* **Task to carry out**
Every entry should be repeated exactly as written.

* **Recorded data**
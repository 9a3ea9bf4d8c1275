//! Cost Ledger
//!
//! Ordered list of cost components for one quote or tariff. Amounts are
//! validated on entry so the total is always a sum of non-negative cents.

use rust_decimal::Decimal;
use shared::CostComponent;
use shared::models::BASE_COST_NAME;
use shared::request::CostComponentInput;

use crate::core::{PricingError, PricingResult};
use crate::tariffs::catalog::RouteCatalog;
use crate::utils::money::{MAX_AMOUNT, parse_amount, require_amount, round_money};

#[derive(Debug, Clone, Default, PartialEq, Eq)]
pub struct CostLedger {
    components: Vec<CostComponent>,
}

impl CostLedger {
    pub fn new() -> Self {
        Self::default()
    }

    /// Build a ledger from wire inputs, validating every amount
    pub fn from_inputs(inputs: &[CostComponentInput]) -> PricingResult<Self> {
        let components = inputs
            .iter()
            .enumerate()
            .map(|(i, input)| {
                let amount = parse_amount(input.amount, &format!("cost_components[{}].amount", i))?;
                Ok(CostComponent {
                    name: input.name.clone(),
                    amount,
                    is_base: input.is_base,
                })
            })
            .collect::<PricingResult<Vec<_>>>()?;
        Ok(Self { components })
    }

    /// Build a ledger from already typed components
    pub fn from_components(components: Vec<CostComponent>) -> PricingResult<Self> {
        let mut ledger = Self::new();
        for component in components {
            ledger.add(component)?;
        }
        Ok(ledger)
    }

    /// Seed a ledger with the base freight cost observed for a route
    ///
    /// Unknown routes seed a zero base cost the operator fills in.
    pub fn seed_from_route<C: RouteCatalog + ?Sized>(
        catalog: &C,
        route: &shared::RouteKey,
    ) -> Self {
        let amount = catalog
            .lookup(route)
            .map(|rate| rate.seed_cost())
            .unwrap_or(Decimal::ZERO);
        Self {
            components: vec![CostComponent::base(
                BASE_COST_NAME,
                round_money(amount.max(Decimal::ZERO)),
            )],
        }
    }

    pub fn add(&mut self, mut component: CostComponent) -> PricingResult<usize> {
        let field = format!("cost_components[{}].amount", self.components.len());
        component.amount = require_amount(component.amount, &field)?;
        self.components.push(component);
        Ok(self.components.len() - 1)
    }

    /// Replace the amount at `index`, returning the previous amount
    pub fn set_amount(&mut self, index: usize, amount: Decimal) -> PricingResult<Option<Decimal>> {
        let field = format!("cost_components[{}].amount", index);
        let amount = require_amount(amount, &field)?;
        Ok(self
            .components
            .get_mut(index)
            .map(|c| std::mem::replace(&mut c.amount, amount)))
    }

    pub fn remove(&mut self, index: usize) -> Option<CostComponent> {
        (index < self.components.len()).then(|| self.components.remove(index))
    }

    /// Sum of all amounts
    ///
    /// Every amount is capped at [`MAX_AMOUNT`], so the sum stays far inside
    /// the Decimal range.
    pub fn total(&self) -> Decimal {
        self.components.iter().map(|c| c.amount).sum()
    }

    /// First component flagged as the base freight cost
    pub fn base_component(&self) -> Option<&CostComponent> {
        self.components.iter().find(|c| c.is_base)
    }

    pub fn len(&self) -> usize {
        self.components.len()
    }

    pub fn is_empty(&self) -> bool {
        self.components.is_empty()
    }

    pub fn components(&self) -> &[CostComponent] {
        &self.components
    }

    pub fn into_components(self) -> Vec<CostComponent> {
        self.components
    }

    pub(crate) fn require_non_empty(&self) -> PricingResult<()> {
        if self.components.is_empty() {
            return Err(PricingError::EmptyCostSet);
        }
        Ok(())
    }
}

* **Solution to this task**
repository 9a3ea9bf4d8c1275
//! Cost Ledger
//!
//! Ordered list of cost components for one quote or tariff. Amounts are
//! validated on entry so the total is always a sum of non-negative cents.

use rust_decimal::Decimal;
use shared::CostComponent;
use shared::models::BASE_COST_NAME;
use shared::request::CostComponentInput;

use crate::core::{PricingError, PricingResult};
use crate::tariffs::catalog::RouteCatalog;
use crate::utils::money::{MAX_AMOUNT, parse_amount, require_amount, round_money};

#[derive(Debug, Clone, Default, PartialEq, Eq)]
pub struct CostLedger {
    components: Vec<CostComponent>,
}

impl CostLedger {
    pub fn new() -> Self {
        Self::default()
    }

    /// Build a ledger from wire inputs, validating every amount
    pub fn from_inputs(inputs: &[CostComponentInput]) -> PricingResult<Self> {
        let components = inputs
            .iter()
            .enumerate()
            .map(|(i, input)| {
                let amount = parse_amount(input.amount, &format!("cost_components[{}].amount", i))?;
                Ok(CostComponent {
                    name: input.name.clone(),
                    amount,
                    is_base: input.is_base,
                })
            })
            .collect::<PricingResult<Vec<_>>>()?;
        Ok(Self { components })
    }

    /// Build a ledger from already typed components
    pub fn from_components(components: Vec<CostComponent>) -> PricingResult<Self> {
        let mut ledger = Self::new();
        for component in components {
            ledger.add(component)?;
        }
        Ok(ledger)
    }

    /// Seed a ledger with the base freight cost observed for a route
    ///
    /// Unknown routes seed a zero base cost the operator fills in.
    pub fn seed_from_route<C: RouteCatalog + ?Sized>(
        catalog: &C,
        route: &shared::RouteKey,
    ) -> Self {
        let amount = catalog
            .lookup(route)
            .map(|rate| rate.seed_cost())
            .unwrap_or(Decimal::ZERO);
        Self {
            components: vec![CostComponent::base(
                BASE_COST_NAME,
                round_money(amount.max(Decimal::ZERO)),
            )],
        }
    }

    pub fn add(&mut self, mut component: CostComponent) -> PricingResult<usize> {
        let field = format!("cost_components[{}].amount", self.components.len());
        component.amount = require_amount(component.amount, &field)?;
        self.components.push(component);
        Ok(self.components.len() - 1)
    }

    /// Replace the amount at `index`, returning the previous amount
    pub fn set_amount(&mut self, index: usize, amount: Decimal) -> PricingResult<Option<Decimal>> {
        let field = format!("cost_components[{}].amount", index);
        let amount = require_amount(amount, &field)?;
        Ok(self
            .components
            .get_mut(index)
            .map(|c| std::mem::replace(&mut c.amount, amount)))
    }

    pub fn remove(&mut self, index: usize) -> Option<CostComponent> {
        (index < self.components.len()).then(|| self.components.remove(index))
    }

    /// Sum of all amounts
    ///
    /// Every amount is capped at [`MAX_AMOUNT`], so the sum stays far inside
    /// the Decimal range.
    pub fn total(&self) -> Decimal {
        self.components.iter().map(|c| c.amount).sum()
    }

    /// First component flagged as the base freight cost
    pub fn base_component(&self) -> Option<&CostComponent> {
        self.components.iter().find(|c| c.is_base)
    }

    pub fn len(&self) -> usize {
        self.components.len()
    }

    pub fn is_empty(&self) -> bool {
        self.components.is_empty()
    }

    pub fn components(&self) -> &[CostComponent] {
        &self.components
    }

    pub fn into_components(self) -> Vec<CostComponent> {
        self.components
    }

    pub(crate) fn require_non_empty(&self) -> PricingResult<()> {
        if self.components.is_empty() {
            return Err(PricingError::EmptyCostSet);
        }
        Ok(())
    }
}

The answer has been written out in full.